Las enfermedades mentales y el estigma que rodea a quienes las padecen ¿cómo se puede actuar al respecto?

Las enfermedades mentales y el estigma que rodea a quienes las padecen ¿cómo se puede actuar al respecto?

En la actualidad se mantiene el estigma en torno a las personas que padecen trastornos mentales, en relación con la manera en que éstos son abordados por quienes les rodean.

Hace algunos años, la solución parecía ser aislar por completo al paciente porque no encajaba en el estereotipo de “normalidad” que fue construido por la sociedad. La realidad actual, por su parte, dista mucho de este tipo de conductas, y apunta hacia un modelo en el que el paciente esté más involucrado con su entorno, en miras de optimizar el tratamiento desde la parte afectiva y lograr una pronta reinserción social.
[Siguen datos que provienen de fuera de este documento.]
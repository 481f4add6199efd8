pub mod log;
pub mod misc;
#![warn(rust_2018_idioms)]
// 構造的な意味合いや一貫性を保つために以下のclippy警告は無効化
#![allow(clippy::collapsible_else_if)]
#![allow(clippy::needless_range_loop)]
#![allow(clippy::too_many_arguments)]

pub mod app;
pub mod control;
pub mod error;
pub mod hand;
pub mod model;
pub mod util;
Sin embargo, hay ciertas consideraciones que no se deben pasar por alto al momento de convivir con alguien que padezca una enfermedad mental. En primer lugar, el equipo de Rehabilitarte recomienda no incitar a la confrontación ya sea verbal o física, incluso cuando la conducta del paciente sea agresiva; porque esto puede generar una respuesta violenta.

En este sentido, es importante evitar desmentir o cuestionar los argumentos de la persona, por el contrario, éstos deben ser validados de alguna manera que no resulte nociva. Esto incluye no emitir comentarios peyorativos sobre las características que el individuo presente en su apariencia, ya sean relacionadas al estilo de cabello, vestimenta poco común o un uso excesivo del maquillaje.

La educación por parte de los familiares que comparten a diario con el paciente juega un rol fundamental para saber cómo tratarle, y a éste también le ayuda a desarrollar su propia conciencia de enfermedad.

El entorno también debe armarse de paciencia para esta circunstancia que enfrentará, ya que por más que un trastorno mental no se puede curar, sí tiene su tratamiento. En el ámbito del diagnóstico, es oportuno subrayar que el tratamiento médico siempre ha de ser la prioridad ante alternativas de índole esotérica, por ejemplo.

Por último, Rehabilitarte recalca que la mejoría del paciente no es motivo para suspender su tratamiento médico. Es importante considerar la parte afectiva de la persona, quien debe estar en constante interacción con su entorno, realizar actividades regulares y descubrir su lugar “más allá del diagnóstico”.